TASK INSTRUCTIONS - Each line of the data below that carries the word "location" needs to be copied.

Saved data entries
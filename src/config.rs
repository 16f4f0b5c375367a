//! Config model and persistence helpers.

use anyhow::Result;
use serde::{Deserialize, Serialize};
use std::{fs, path::Path, time::Duration};

use crate::poller::PollOptions;

/// Environment variable overriding `api.base_url`.
pub const API_URL_ENV: &str = "VANISHLY_API_URL";

/// Top-level configuration stored in `config.toml`.
#[derive(Debug, Clone, PartialEq, Serialize, Deserialize)]
#[serde(default)]
pub struct Config {
    /// Backend location and HTTP behaviour.
    pub api: ApiCfg,
    /// Job status polling.
    pub poll: PollCfg,
    /// Page sizes for paginated tables.
    pub lists: ListsCfg,
    /// Defaults for the admin code generator.
    pub codes: CodesCfg,
}

/// Backend endpoints.
#[derive(Debug, Clone, PartialEq, Serialize, Deserialize)]
#[serde(default)]
pub struct ApiCfg {
    /// Base URL of the REST API, without a trailing slash.
    pub base_url: String,
    /// Hosted sign-in page that hands out bearer tokens.
    pub sign_in_url: String,
    /// Per-request timeout.
    pub request_timeout_secs: u64,
}

/// Poller settings.
#[derive(Debug, Clone, PartialEq, Serialize, Deserialize)]
#[serde(default)]
pub struct PollCfg {
    /// Delay between status fetches.
    pub interval_ms: u64,
    /// Stop polling once the job is completed or failed.
    pub stop_when_finished: bool,
}

/// Table page sizes.
#[derive(Debug, Clone, PartialEq, Serialize, Deserialize)]
#[serde(default)]
pub struct ListsCfg {
    pub history_page_size: u32,
    pub admin_page_size: u32,
}

/// Code generator defaults and export location.
#[derive(Debug, Clone, PartialEq, Serialize, Deserialize)]
#[serde(default)]
pub struct CodesCfg {
    pub default_prefix: String,
    pub default_credits: i64,
    pub default_count: u32,
    /// Directory receiving CSV and text exports.
    pub export_dir: String,
}

impl Default for ApiCfg {
    fn default() -> Self {
        Self {
            base_url: "http://localhost:8000".into(),
            sign_in_url: "http://localhost:3000/en/login".into(),
            request_timeout_secs: 60,
        }
    }
}

impl Default for PollCfg {
    fn default() -> Self {
        Self {
            interval_ms: 3000,
            stop_when_finished: false,
        }
    }
}

impl Default for ListsCfg {
    fn default() -> Self {
        Self {
            history_page_size: 15,
            admin_page_size: 20,
        }
    }
}

impl Default for CodesCfg {
    fn default() -> Self {
        Self {
            default_prefix: "TB-".into(),
            default_credits: 10,
            default_count: 1,
            export_dir: ".".into(),
        }
    }
}

impl Default for Config {
    fn default() -> Self {
        Self {
            api: ApiCfg::default(),
            poll: PollCfg::default(),
            lists: ListsCfg::default(),
            codes: CodesCfg::default(),
        }
    }
}

impl Config {
    /// Load from disk or create defaults when missing.
    pub fn load_or_default(path: &Path) -> Result<Self> {
        if path.exists() {
            let s = fs::read_to_string(path)?;
            Ok(toml::from_str(&s)?)
        } else {
            let cfg = Self::default();
            cfg.save(path)?;
            Ok(cfg)
        }
    }

    /// Persist the config as pretty TOML.
    pub fn save(&self, path: &Path) -> Result<()> {
        let s = toml::to_string_pretty(self)?;
        fs::write(path, s)?;
        Ok(())
    }

    /// Apply `VANISHLY_API_URL` when it is set and non-empty.
    pub fn with_env_override(mut self, value: Option<String>) -> Self {
        if let Some(url) = value.map(|v| v.trim().to_string())
            && !url.is_empty()
        {
            tracing::info!("api.base_url overridden by {API_URL_ENV}");
            self.api.base_url = url;
        }
        self
    }

    /// Whether the first-run wizard still has something to ask.
    pub fn needs_setup(&self) -> bool {
        self.api.base_url.trim().is_empty()
    }

    pub fn request_timeout(&self) -> Duration {
        Duration::from_secs(self.api.request_timeout_secs.max(1))
    }

    pub fn poll_options(&self) -> PollOptions {
        PollOptions {
            // Sub-second intervals would hammer the backend.
            interval: Duration::from_millis(self.poll.interval_ms.max(500)),
            stop_when_finished: self.poll.stop_when_finished,
        }
    }
}

#[cfg(test)]
mod tests {
    use super::*;

    #[test]
    fn test_defaults() {
        let cfg = Config::default();
        assert_eq!(cfg.poll.interval_ms, 3000);
        assert!(!cfg.poll.stop_when_finished);
        assert_eq!(cfg.lists.history_page_size, 15);
        assert_eq!(cfg.lists.admin_page_size, 20);
        assert_eq!(cfg.codes.default_prefix, "TB-");
        assert_eq!(cfg.poll_options().interval, Duration::from_millis(3000));
    }

    #[test]
    fn test_partial_file_keeps_defaults() {
        let cfg: Config = toml::from_str(
            r#"
            [api]
            base_url = "https://api.example.com"

            [poll]
            stop_when_finished = true
            "#,
        )
        .unwrap();
        assert_eq!(cfg.api.base_url, "https://api.example.com");
        assert_eq!(cfg.api.request_timeout_secs, 60);
        assert_eq!(cfg.poll.interval_ms, 3000);
        assert!(cfg.poll.stop_when_finished);
        assert_eq!(cfg.codes.default_credits, 10);
    }

    #[test]
    fn test_env_override() {
        let cfg = Config::default().with_env_override(Some(" https://prod.example ".into()));
        assert_eq!(cfg.api.base_url, "https://prod.example");
        let cfg = Config::default().with_env_override(Some("  ".into()));
        assert_eq!(cfg.api.base_url, ApiCfg::default().base_url);
        assert!(!cfg.needs_setup());
    }

    #[test]
    fn test_save_and_reload() {
        let path = std::env::temp_dir().join(format!("vanishly-cfg-{}.toml", uuid::Uuid::new_v4()));
        let mut cfg = Config::default();
        cfg.codes.export_dir = "/tmp/exports".into();
        cfg.save(&path).unwrap();
        let loaded = Config::load_or_default(&path).unwrap();
        assert_eq!(loaded, cfg);
        let _ = fs::remove_file(&path);
    }
}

REPLY -
    /// Backend location and HTTP behaviour.
/// Code generator defaults and export location.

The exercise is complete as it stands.